Justice is the civil name for freedom
25 April invites reflection on how democratic freedom can only be achieved through a constant commitment to social, political and economic justice
The celebration of 25 April is not just about caring for and preserving the memory of liberation. It is a question that every year asks us what it really means to live as free men and women. Free from dictatorship and occupation, from fear and political violence. Free from a power that claims to decide who can speak, work, exist, dissent. Free from something, then, but also free to be, to build a common life, a fuller citizenship, a promise of justice.
Freedom, if left alone, can become a light word. It can be reduced to private space, to personal immunity, to the simple right to be left alone. A precious thing, certainly. No one should forget how much it has cost, in the history of Italia and Europe, to conquer that elementary space where power cannot enter without limit. But 25 April reminds us that democratic freedom is something more. Something that is not born as the privilege of the isolated individual, but as a form of collective liberation. As the reconstruction of a common world after its devastation. As a promise that no longer should anyone live exposed to the arbitrariness of those in power, the violence of those who exclude and the humiliation of those who can decide with impunity that some lives are worth less than others.
It is here that Liberation stops being just memory and becomes a demand for justice. Because to liberate oneself does not only mean to free oneself from an oppressive power. It means asking what new order can arise after the end of oppression. What relationships should replace those based on fear, hierarchy and obedience. Which institutions can prevent arbitrariness from returning in other forms. Freedom, when it is truly democratic, does not merely remove chains, but must prevent new ones from forming. It does not leave each individual alone before his or her destiny. It demands a common world in which everyone can be recognised as equal. That is why, at a certain point, the history of freedom necessarily encounters the idea of justice.
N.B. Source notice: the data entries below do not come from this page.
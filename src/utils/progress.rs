//! Spinner helpers using indicatif

use std::time::Duration;

use indicatif::{ProgressBar, ProgressStyle};

const TICK_CHARS: &str = "⠋⠙⠹⠸⠼⠴⠦⠧⠇⠏";

/// Create a spinner for a step of unknown length
pub fn create_spinner(message: &str) -> ProgressBar {
    let style = ProgressStyle::default_spinner()
        .template("    {spinner:.cyan} {msg}")
        .unwrap_or_else(|_| ProgressStyle::default_spinner())
        .tick_chars(TICK_CHARS);

    let pb = ProgressBar::new_spinner();
    pb.set_style(style);
    pb.set_message(message.to_string());
    pb.enable_steady_tick(Duration::from_millis(100));
    pb
}

/// Finish a spinner with a success message
pub fn finish_with_success(pb: &ProgressBar, message: &str) {
    pb.finish_with_message(format!("✅ {}", message));
}

/// Finish a spinner with a warning message
pub fn finish_with_warning(pb: &ProgressBar, message: &str) {
    pb.finish_with_message(format!("⚠️  {}", message));
}
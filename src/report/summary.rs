//! Selection summary rendered as a terminal table

use std::time::Duration;

use comfy_table::{presets::UTF8_FULL_CONDENSED, Attribute, Cell, Color, Table};
use console::style;

use crate::utils::format_duration;

/// Summary of one scale-and-filter run
#[derive(Debug, Default)]
pub struct SelectionSummary {
    pub initial_features: usize,
    pub encoded_added: usize,
    pub final_features: usize,
    pub dropped_low_variance: Vec<String>,
    pub degenerate: Vec<String>,
    pub load_time: Duration,
    pub encode_time: Duration,
    pub select_time: Duration,
    pub save_time: Duration,
}

impl SelectionSummary {
    pub fn new(initial_features: usize) -> Self {
        Self {
            initial_features,
            final_features: initial_features,
            ..Default::default()
        }
    }

    /// Record the net column change from dummy encoding.
    pub fn set_encoded(&mut self, features_before: usize, features_after: usize) {
        self.encoded_added = features_after.saturating_sub(features_before);
        self.final_features = features_after;
    }

    pub fn add_variance_drops(&mut self, features: Vec<String>) {
        self.final_features = self.final_features.saturating_sub(features.len());
        self.dropped_low_variance = features;
    }

    pub fn set_degenerate(&mut self, features: Vec<String>) {
        self.degenerate = features;
    }

    pub fn set_load_time(&mut self, elapsed: Duration) {
        self.load_time = elapsed;
    }

    pub fn set_encode_time(&mut self, elapsed: Duration) {
        self.encode_time = elapsed;
    }

    pub fn set_select_time(&mut self, elapsed: Duration) {
        self.select_time = elapsed;
    }

    pub fn set_save_time(&mut self, elapsed: Duration) {
        self.save_time = elapsed;
    }

    pub fn total_time(&self) -> Duration {
        self.load_time + self.encode_time + self.select_time + self.save_time
    }

    /// Percentage of scaled features removed by the threshold
    pub fn reduction_pct(&self) -> f64 {
        let scaled = self.final_features + self.dropped_low_variance.len();
        if scaled == 0 {
            0.0
        } else {
            self.dropped_low_variance.len() as f64 / scaled as f64 * 100.0
        }
    }

    fn build_table(&self) -> Table {
        let mut table = Table::new();
        table.load_preset(UTF8_FULL_CONDENSED);
        table.set_header(vec![
            Cell::new("Metric").add_attribute(Attribute::Bold),
            Cell::new("Value").add_attribute(Attribute::Bold),
        ]);

        table.add_row(vec![
            Cell::new("📁 Initial Features"),
            Cell::new(self.initial_features),
        ]);

        if self.encoded_added > 0 {
            table.add_row(vec![
                Cell::new("🏷️  Added (Encoding)"),
                Cell::new(format!("+{}", self.encoded_added)).fg(Color::Cyan),
            ]);
        }

        table.add_row(vec![
            Cell::new("🗑️  Dropped (Low Variance)"),
            Cell::new(self.dropped_low_variance.len()).fg(
                if self.dropped_low_variance.is_empty() {
                    Color::White
                } else {
                    Color::Red
                },
            ),
        ]);

        table.add_row(vec![
            Cell::new("⚖️  Constant Columns"),
            Cell::new(self.degenerate.len()).fg(if self.degenerate.is_empty() {
                Color::White
            } else {
                Color::Yellow
            }),
        ]);

        table.add_row(vec![
            Cell::new("✅ Final Features"),
            Cell::new(self.final_features)
                .fg(Color::Green)
                .add_attribute(Attribute::Bold),
        ]);

        let reduction_pct = self.reduction_pct();
        let color = if reduction_pct > 30.0 {
            Color::Green
        } else if reduction_pct > 10.0 {
            Color::Yellow
        } else {
            Color::Cyan
        };
        table.add_row(vec![
            Cell::new("📉 Reduction"),
            Cell::new(format!("{:.1}%", reduction_pct))
                .fg(color)
                .add_attribute(Attribute::Bold),
        ]);

        table.add_row(vec![
            Cell::new("⏱  Total Time"),
            Cell::new(format_duration(self.total_time())),
        ]);

        table
    }

    pub fn display(&self) {
        println!();
        println!(
            "    {} {}",
            style("📋").cyan(),
            style("SELECTION SUMMARY").white().bold()
        );
        println!("    {}", style("─".repeat(50)).dim());
        println!();

        for line in self.build_table().to_string().lines() {
            println!("    {}", line);
        }

        if !self.dropped_low_variance.is_empty() {
            println!();
            println!(
                "    {} {}",
                style("📝").cyan(),
                style("DROPPED FEATURES").white().bold()
            );
            println!("    {}", style("─".repeat(50)).dim());
            println!();
            println!(
                "      {} {}:",
                style("Low Variance").yellow(),
                style(format!("({})", self.dropped_low_variance.len())).dim()
            );
            for feature in &self.dropped_low_variance {
                let marker = if self.degenerate.contains(feature) {
                    style(" (constant)").dim().to_string()
                } else {
                    String::new()
                };
                println!("        {} {}{}", style("•").dim(), feature, marker);
            }
        }
    }
}
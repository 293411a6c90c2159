//! Pipeline module - table model, scaling, encoding, and selection steps

pub mod encoding;
pub mod error;
pub mod loader;
pub mod scaling;
pub mod selection;
pub mod table;

pub use encoding::*;
pub use error::*;
pub use loader::*;
pub use scaling::*;
pub use selection::*;
pub use table::*;
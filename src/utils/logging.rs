//! Diagnostic logging setup
//!
//! User-facing progress goes to stdout through the styling helpers; these
//! diagnostic events go to stderr so they never mix with report output.

use tracing_subscriber::EnvFilter;

/// Map `-v` occurrences to a default filter directive.
pub fn verbosity_directive(verbose: u8) -> &'static str {
    match verbose {
        0 => "featscale=warn",
        1 => "featscale=info",
        2 => "featscale=debug",
        _ => "featscale=trace",
    }
}

/// Install the global tracing subscriber.
///
/// `RUST_LOG` wins over the verbosity flag when set. Calling this twice is
/// harmless; the second install is ignored.
pub fn init_logging(verbose: u8) {
    let filter = EnvFilter::try_from_default_env()
        .unwrap_or_else(|_| EnvFilter::new(verbosity_directive(verbose)));

    let _ = tracing_subscriber::fmt()
        .with_env_filter(filter)
        .with_writer(std::io::stderr)
        .with_target(false)
        .try_init();
}
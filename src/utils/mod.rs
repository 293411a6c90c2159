//! Utility module - terminal styling, progress indicators, and logging

mod logging;
mod progress;
mod styling;

pub use logging::*;
pub use progress::*;
pub use styling::*;
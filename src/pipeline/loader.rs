//! Dataset loading, saving, and conversion between polars and [`Table`]

use std::path::Path;

use anyhow::{Context, Result};
use polars::prelude::{
    Column as PlColumn, CsvWriter, DataFrame, DataType, LazyCsvReader, LazyFileListReader,
    LazyFrame, ParquetWriter, SerWriter,
};

use super::error::{SelectError, SelectResult};
use super::table::{Column, Table};
use crate::utils::{create_spinner, finish_with_success};

fn file_extension(path: &Path) -> String {
    path.extension()
        .and_then(|e| e.to_str())
        .unwrap_or("")
        .to_lowercase()
}

fn scan_dataset(path: &Path, infer_schema_length: usize) -> Result<LazyFrame> {
    // 0 means scan the whole file
    let schema_length = if infer_schema_length == 0 {
        None
    } else {
        Some(infer_schema_length)
    };

    let lf = match file_extension(path).as_str() {
        "csv" => LazyCsvReader::new(path)
            .with_infer_schema_length(schema_length)
            .finish()
            .with_context(|| format!("Failed to load CSV file: {}", path.display()))?,
        "parquet" => LazyFrame::scan_parquet(path, Default::default())
            .with_context(|| format!("Failed to load Parquet file: {}", path.display()))?,
        other => anyhow::bail!(
            "Unsupported file format: '{}'. Supported formats: csv, parquet",
            other
        ),
    };

    Ok(lf)
}

/// Load a CSV or Parquet dataset with a spinner.
///
/// Returns the DataFrame together with its row count, column count, and
/// estimated in-memory size in MB.
pub fn load_dataset_with_progress(
    path: &Path,
    infer_schema_length: usize,
) -> Result<(DataFrame, usize, usize, f64)> {
    let spinner = create_spinner(&format!("Loading {}...", path.display()));
    let df = scan_dataset(path, infer_schema_length)?
        .collect()
        .with_context(|| format!("Failed to read dataset: {}", path.display()))?;
    finish_with_success(&spinner, "Dataset loaded");

    let (rows, cols) = df.shape();
    let memory_mb = df.estimated_size() as f64 / (1024.0 * 1024.0);
    tracing::info!(path = %path.display(), rows, cols, "dataset loaded");

    Ok((df, rows, cols, memory_mb))
}

/// Read only the column names of a dataset.
pub fn get_column_names(path: &Path) -> Result<Vec<String>> {
    let schema = scan_dataset(path, 100)?
        .collect_schema()
        .with_context(|| format!("Failed to read schema: {}", path.display()))?;
    Ok(schema.iter_names().map(|name| name.to_string()).collect())
}

/// Save a dataset to CSV or Parquet based on the file extension.
pub fn save_dataset(df: &mut DataFrame, path: &Path) -> Result<()> {
    match file_extension(path).as_str() {
        "csv" => {
            let mut file = std::fs::File::create(path)
                .with_context(|| format!("Failed to create output file: {}", path.display()))?;
            CsvWriter::new(&mut file)
                .finish(df)
                .with_context(|| format!("Failed to write CSV file: {}", path.display()))?;
        }
        "parquet" => {
            let file = std::fs::File::create(path)
                .with_context(|| format!("Failed to create output file: {}", path.display()))?;
            ParquetWriter::new(file)
                .finish(df)
                .with_context(|| format!("Failed to write Parquet file: {}", path.display()))?;
        }
        other => anyhow::bail!(
            "Unsupported output format: '{}'. Supported formats: csv, parquet",
            other
        ),
    }

    Ok(())
}

fn numeric_values(column: &PlColumn) -> SelectResult<Vec<f64>> {
    let name = column.name().as_str();
    let cast = column.cast(&DataType::Float64).map_err(|e| {
        SelectError::invalid(format!("column '{}' cannot be cast to f64: {}", name, e))
    })?;
    let ca = cast
        .f64()
        .map_err(|e| SelectError::invalid(format!("column '{}': {}", name, e)))?;

    ca.iter()
        .enumerate()
        .map(|(row, value)| {
            value.ok_or_else(|| {
                SelectError::invalid(format!("column '{}' has a null value at row {}", name, row))
            })
        })
        .collect()
}

fn parsed_values(column: &PlColumn) -> SelectResult<Vec<f64>> {
    let name = column.name().as_str();
    let ca = column
        .as_materialized_series()
        .str()
        .map_err(|e| SelectError::invalid(format!("column '{}': {}", name, e)))?;

    ca.iter()
        .enumerate()
        .map(|(row, value)| {
            let text = value.ok_or_else(|| {
                SelectError::invalid(format!("column '{}' has a null value at row {}", name, row))
            })?;
            text.trim().parse::<f64>().map_err(|_| {
                SelectError::invalid(format!(
                    "column '{}' row {} value '{}' is not numeric",
                    name, row, text
                ))
            })
        })
        .collect()
}

/// Convert every column of `df` not named in `exclude` into a [`Table`].
///
/// Numeric and boolean columns are cast to `f64`; string columns are parsed
/// cell by cell. Nulls, unparsable strings, and other dtypes fail with
/// [`SelectError::InvalidInput`].
pub fn dataframe_to_table(df: &DataFrame, exclude: &[&str]) -> SelectResult<Table> {
    let mut columns = Vec::with_capacity(df.width());

    for column in df.get_columns() {
        let name = column.name().as_str();
        if exclude.contains(&name) {
            continue;
        }

        let dtype = column.dtype();
        let values = if dtype.is_primitive_numeric() || matches!(dtype, DataType::Boolean) {
            numeric_values(column)?
        } else if matches!(dtype, DataType::String) {
            parsed_values(column)?
        } else {
            return Err(SelectError::invalid(format!(
                "column '{}' has unsupported dtype {}",
                name, dtype
            )));
        };

        columns.push(Column::new(name, values));
    }

    Table::new(columns)
}

/// Convert a [`Table`] back into a polars DataFrame.
pub fn table_to_dataframe(table: &Table) -> Result<DataFrame> {
    let columns: Vec<PlColumn> = table
        .iter()
        .map(|c| PlColumn::new(c.name().into(), c.values().to_vec()))
        .collect();
    DataFrame::new(columns).context("Failed to build DataFrame from table")
}

/// Append the named columns of `source` to `df` unchanged.
///
/// Used to carry the response column through alongside scaled features;
/// both frames must have the same height.
pub fn append_columns(df: DataFrame, source: &DataFrame, names: &[&str]) -> Result<DataFrame> {
    let mut columns: Vec<PlColumn> = df.get_columns().to_vec();
    for name in names {
        let column = source
            .column(name)
            .with_context(|| format!("Column '{}' not found", name))?;
        columns.push(column.clone());
    }
    DataFrame::new(columns).context("Failed to append passthrough columns")
}
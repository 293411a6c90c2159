//! Scale-and-filter feature selection
//!
//! Min-max scales every column, computes the population variance of each
//! scaled column, and keeps the columns whose variance meets the threshold.

use serde::Serialize;

use super::error::{SelectError, SelectResult};
use super::scaling::{min_max_column, population_variance};
use super::table::Table;

/// Scaled variance of one column and the selection decision for it
#[derive(Debug, Clone, PartialEq, Serialize)]
pub struct ColumnVariance {
    pub name: String,
    /// Population variance of the min-max scaled column
    pub variance: f64,
    /// Whether `variance >= threshold`
    pub retained: bool,
    /// Whether the input column was constant
    pub degenerate: bool,
}

/// Output of [`scale_and_filter`]
#[derive(Debug, Clone, PartialEq)]
pub struct Selection {
    /// Every input column, min-max scaled, in input order
    pub scaled: Table,
    /// The scaled columns that met the threshold, in input order
    pub filtered: Table,
    /// One entry per scaled column, in input order
    pub variances: Vec<ColumnVariance>,
}

impl Selection {
    pub fn retained_names(&self) -> Vec<String> {
        self.names_where(|v| v.retained)
    }

    pub fn dropped_names(&self) -> Vec<String> {
        self.names_where(|v| !v.retained)
    }

    pub fn degenerate_names(&self) -> Vec<String> {
        self.names_where(|v| v.degenerate)
    }

    fn names_where(&self, pred: impl Fn(&ColumnVariance) -> bool) -> Vec<String> {
        self.variances
            .iter()
            .filter(|v| pred(v))
            .map(|v| v.name.clone())
            .collect()
    }
}

fn validate_threshold(threshold: f64) -> SelectResult<()> {
    if threshold.is_nan() || threshold < 0.0 {
        return Err(SelectError::invalid(format!(
            "threshold must be a non-negative number, got {}",
            threshold
        )));
    }
    Ok(())
}

/// Min-max scale `table` and report each column's scaled variance.
///
/// Returns the scaled table together with `(name, variance, degenerate)`
/// triples, without applying any threshold.
pub fn variance_profile(table: &Table) -> SelectResult<(Table, Vec<(String, f64, bool)>)> {
    if table.n_cols() == 0 {
        return Err(SelectError::invalid("table has zero columns"));
    }
    if table.n_rows() == 0 {
        return Err(SelectError::EmptyTable);
    }

    let mut scaled_columns = Vec::with_capacity(table.n_cols());
    let mut profile = Vec::with_capacity(table.n_cols());

    for column in table {
        let (scaled, degenerate) = min_max_column(column)?;
        let variance = population_variance(scaled.values()).ok_or(SelectError::EmptyTable)?;

        if degenerate {
            tracing::warn!(column = column.name(), "constant column scaled to zero variance");
        }
        tracing::debug!(column = column.name(), variance, "scaled variance");

        profile.push((column.name().to_string(), variance, degenerate));
        scaled_columns.push(scaled);
    }

    Ok((Table::new(scaled_columns)?, profile))
}

/// Scale every column to [0, 1] and keep those with variance `>= threshold`.
///
/// Errors, in order of precedence:
/// - [`SelectError::InvalidInput`] for a negative or NaN threshold
/// - [`SelectError::InvalidInput`] for a table with zero columns
/// - [`SelectError::EmptyTable`] for a table with zero rows
///
/// A threshold of zero retains every column, constant ones included.
pub fn scale_and_filter(table: &Table, threshold: f64) -> SelectResult<Selection> {
    validate_threshold(threshold)?;

    let (scaled, profile) = variance_profile(table)?;

    let variances: Vec<ColumnVariance> = profile
        .into_iter()
        .map(|(name, variance, degenerate)| ColumnVariance {
            retained: variance >= threshold,
            name,
            variance,
            degenerate,
        })
        .collect();

    let keep: Vec<&str> = variances
        .iter()
        .filter(|v| v.retained)
        .map(|v| v.name.as_str())
        .collect();
    let filtered = scaled.select(&keep)?;

    tracing::debug!(
        threshold,
        retained = filtered.n_cols(),
        dropped = scaled.n_cols() - filtered.n_cols(),
        "variance threshold applied"
    );

    Ok(Selection {
        scaled,
        filtered,
        variances,
    })
}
We have seen this along the way in recent years. This is the one hundred and fiftieth Mind the Economy dedicated to the 'biography' of the idea of justice. A justice that is not born in codes, in courts, not even in constitutions. Even before it becomes a norm, procedure or law, it arises as a rule of coexistence. As an answer to the oldest dilemma of life in common. How can we cooperate without the strongest taking everything? How can we trust others without being naive? How can we punish arrogance without turning punishment into revenge?
The first forms of social justice
Early human communities had experienced, understood and passed on. Justice was, first and foremost, a social technology of cooperation. It served to restrain the bully, discourage the opportunist, defend sharing and guard the fragile trust of the group. Before the written law there was the judgement of others, reputation, shame. There were the stories told around the fire, the rituals, the songs through which one learned who was worthy of admiration and who, instead, deserved blame. There were light and harsh forms of punishment, symbolic and violent, but always oriented to an essential end, to prevent the cohesion of the group from being devoured by bullying.